The input below:

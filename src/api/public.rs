//! Public API types

use axum::response::{IntoResponse, Response};
use http::StatusCode;

use crate::core::ScheduleError;

// Errors

pub struct ApiError(anyhow::Error);

/// Convert `ApiError` into an Axum compatible response.
impl IntoResponse for ApiError {
    fn into_response(self) -> Response {
        // Always log the error
        tracing::error!("{}", self.0);

        // An unreachable or unready portal is a 503: the client retries
        // later. Anything else is a plain 500.
        let status = match self.0.downcast_ref::<ScheduleError>() {
            Some(
                ScheduleError::HostNotReady
                | ScheduleError::RemoteCall { .. }
                | ScheduleError::Transport(_),
            ) => StatusCode::SERVICE_UNAVAILABLE,
            _ => StatusCode::INTERNAL_SERVER_ERROR,
        };

        (status, format!("Something went wrong: {}", self.0)).into_response()
    }
}

/// Enables using `?` on functions that return `Result<_,
/// anyhow::Error>` to turn them into `Result<_, ApiError>`
impl<E> From<E> for ApiError
where
    E: Into<anyhow::Error>,
{
    fn from(err: E) -> Self {
        Self(err.into())
    }
}

// Re-export public types from each route

pub mod host {
    pub use crate::api::routes::host::public::*;
}

pub mod schedule {
    pub use crate::api::routes::schedule::public::*;
}
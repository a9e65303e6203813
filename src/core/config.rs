use std::env;

/// How the form collects the meeting start: one `datetime-local` input or
/// separate date and time-grid inputs.
#[derive(Clone, Copy, Debug, PartialEq, Eq)]
pub enum TimeInputMode {
    Combined,
    Split,
}

/// What gets attached to the deal once the calendar event exists.
#[derive(Clone, Copy, Debug, PartialEq, Eq)]
pub enum ActivityKind {
    Meeting,
    Todo,
}

/// Which serialization the portal methods receive for the time window.
#[derive(Clone, Copy, Debug, PartialEq, Eq)]
pub enum TimeWireFormat {
    /// `YYYY-MM-DD HH:MM:SS` wall-clock time, no timezone.
    Local,
    /// ISO-8601 with a UTC offset.
    Instant,
}

/// Configuration for one form iteration. The shipped forms differ only in
/// field set and formats, so a single orchestrator is driven by this struct
/// rather than forking per variant.
#[derive(Clone, Copy, Debug)]
pub struct FormVariant {
    pub requires_owner_id: bool,
    pub time_input_mode: TimeInputMode,
    pub allows_explicit_deal_id: bool,
    pub activity_kind: ActivityKind,
    pub time_wire_format: TimeWireFormat,
}

impl FormVariant {
    /// The original form: datetime-local input, explicit id or pasted deal
    /// link, calendar event owned by the acting user, meeting activity.
    pub fn classic() -> Self {
        Self {
            requires_owner_id: true,
            time_input_mode: TimeInputMode::Combined,
            allows_explicit_deal_id: true,
            activity_kind: ActivityKind::Meeting,
            time_wire_format: TimeWireFormat::Local,
        }
    }

    /// The embedded-tab form: deal id comes from placement context only and
    /// the portal infers the acting user.
    pub fn placement() -> Self {
        Self {
            requires_owner_id: false,
            time_input_mode: TimeInputMode::Combined,
            allows_explicit_deal_id: false,
            activity_kind: ActivityKind::Meeting,
            time_wire_format: TimeWireFormat::Instant,
        }
    }

    /// The split date + 15-minute time-grid form, which files a to-do on the
    /// deal instead of a timeline meeting.
    pub fn grid() -> Self {
        Self {
            requires_owner_id: true,
            time_input_mode: TimeInputMode::Split,
            allows_explicit_deal_id: true,
            activity_kind: ActivityKind::Todo,
            time_wire_format: TimeWireFormat::Local,
        }
    }

    pub fn from_name(name: &str) -> Option<Self> {
        match name {
            "classic" => Some(Self::classic()),
            "placement" => Some(Self::placement()),
            "grid" => Some(Self::grid()),
            _ => None,
        }
    }
}

impl Default for FormVariant {
    fn default() -> Self {
        Self::classic()
    }
}

#[derive(Clone, Debug)]
pub struct AppConfig {
    /// Base REST webhook URL for the portal, e.g.
    /// `https://portal.bitrix24.com/rest/1/abc123`.
    pub bitrix_webhook_url: String,
    pub variant: FormVariant,
}

impl Default for AppConfig {
    fn default() -> Self {
        let bitrix_webhook_url = env::var("AGENDAR_BITRIX_WEBHOOK_URL")
            .expect("Missing env var AGENDAR_BITRIX_WEBHOOK_URL");
        let variant = match env::var("AGENDAR_VARIANT") {
            Ok(name) => FormVariant::from_name(&name)
                .unwrap_or_else(|| panic!("Unknown AGENDAR_VARIANT: {}", name)),
            Err(_) => FormVariant::default(),
        };

        Self {
            bitrix_webhook_url,
            variant,
        }
    }
}
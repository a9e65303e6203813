//! Router for the host session API

use std::sync::{Arc, RwLock};

use axum::{Json, Router, extract::State};

use super::public;
use crate::api::state::AppState;

type SharedState = Arc<RwLock<AppState>>;

/// The form polls this on load to learn the acting user and enable its
/// submit control. Resolution goes through `user.current` once and is
/// cached for the lifetime of the process.
async fn host_handler(
    State(state): State<SharedState>,
) -> Result<Json<public::HostStatus>, crate::api::public::ApiError> {
    let orchestrator = { state.read().unwrap().orchestrator.clone() };
    let user_id = orchestrator.connect().await?;
    Ok(Json(public::HostStatus { user_id }))
}

/// Create the host router
pub fn router() -> Router<SharedState> {
    Router::new().route("/", axum::routing::get(host_handler))
}
//! Scheduling core for a Bitrix24-embedded "schedule a meeting" form.
//!
//! Normalizes user-entered date/time into the portal's wire formats,
//! resolves the target deal from an id, a pasted card URL, or placement
//! context, and dispatches the calendar-event and deal-activity creation
//! calls in order through a thin REST bridge.

pub mod api;
pub mod bitrix;
pub mod cli;
pub mod core;
pub mod scheduling;
use std::sync::{Arc, RwLock};

use axum::Router;
use tower_http::cors::CorsLayer;
use tower_http::trace::TraceLayer;
use tracing_subscriber::{layer::SubscriberExt, util::SubscriberInitExt};

use super::routes;
use crate::api::state::AppState;
use crate::bitrix::RestBridge;
use crate::core::AppConfig;
use crate::scheduling::Orchestrator;

pub fn app(shared_state: Arc<RwLock<AppState>>) -> Router {
    let cors = CorsLayer::permissive();

    Router::new()
        // API routes the embedded form calls
        .nest("/api", routes::router())
        .layer(TraceLayer::new_for_http())
        .layer(cors)
        .with_state(Arc::clone(&shared_state))
}

// Run the server
pub async fn serve(host: String, port: String, config: AppConfig) {
    tracing_subscriber::registry()
        .with(
            tracing_subscriber::EnvFilter::try_from_default_env().unwrap_or_else(|_| {
                // axum logs rejections from built-in extractors with the `axum::rejection`
                // target, at `TRACE` level. `axum::rejection=trace` enables showing those events
                format! {
                    "{}=debug,tower_http=debug,axum::rejection=trace",
                    env!("CARGO_CRATE_NAME")
                }
                .into()
            }),
        )
        .with(tracing_subscriber::fmt::layer())
        .init();

    let bridge = Arc::new(RestBridge::new(&config.bitrix_webhook_url));
    let orchestrator = Arc::new(Orchestrator::new(bridge, config.variant));

    // Resolve the acting user up front so the form can enable its submit
    // control on first load. If the portal is unreachable right now the
    // /api/host route retries on demand.
    match orchestrator.connect().await {
        Ok(user_id) => tracing::info!(user_id, "connected to the portal"),
        Err(e) => tracing::warn!("portal not reachable yet: {}", e),
    }

    let app_state = AppState::new(orchestrator, config);
    let shared_state = Arc::new(RwLock::new(app_state));
    let app = app(Arc::clone(&shared_state));

    let listener = tokio::net::TcpListener::bind(format!("{}:{}", host, port))
        .await
        .unwrap();

    tracing::debug!(
        "Server started. Listening on {}",
        listener.local_addr().unwrap()
    );

    axum::serve(listener, app).await.unwrap();
}
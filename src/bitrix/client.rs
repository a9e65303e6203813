//! Promise-style bridge over the portal's REST webhook endpoint.
//!
//! Bitrix reports failures as values inside a 200 response:
//! `{"result": ...}` on success, `{"error": "...", "error_description":
//! "..."}` otherwise. This module is the single place that convention is
//! translated into `Result`, so the orchestrator only ever sees `?`-able
//! errors.

use async_trait::async_trait;
use reqwest::Client;
use serde_json::Value;

use crate::core::error::ScheduleError;

/// One remote procedure call against the portal.
#[async_trait]
pub trait Bridge: Send + Sync {
    async fn invoke(&self, method: &str, params: Value) -> Result<Value, ScheduleError>;
}

pub struct RestBridge {
    http: Client,
    webhook_url: String,
}

impl RestBridge {
    pub fn new(webhook_url: &str) -> Self {
        Self {
            http: Client::new(),
            webhook_url: webhook_url.trim_end_matches('/').to_string(),
        }
    }
}

#[async_trait]
impl Bridge for RestBridge {
    async fn invoke(&self, method: &str, params: Value) -> Result<Value, ScheduleError> {
        let url = format!("{}/{}.json", self.webhook_url, method);
        tracing::debug!(%method, "calling portal");

        let response = self.http.post(&url).json(&params).send().await?;
        let body: Value = response.json().await?;

        if let Some(error) = body.get("error") {
            let message = body
                .get("error_description")
                .and_then(Value::as_str)
                .or_else(|| error.as_str())
                .unwrap_or("unknown portal error")
                .to_string();
            return Err(ScheduleError::RemoteCall {
                method: method.to_string(),
                message,
            });
        }

        Ok(body.get("result").cloned().unwrap_or(Value::Null))
    }
}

End of The input.

Work request:
When a line in the data above contains the string "grid", copy that line.

Your solution:
/// separate date and time-grid inputs.
    /// The split date + 15-minute time-grid form, which files a to-do on the
    pub fn grid() -> Self {
            "grid" => Some(Self::grid()),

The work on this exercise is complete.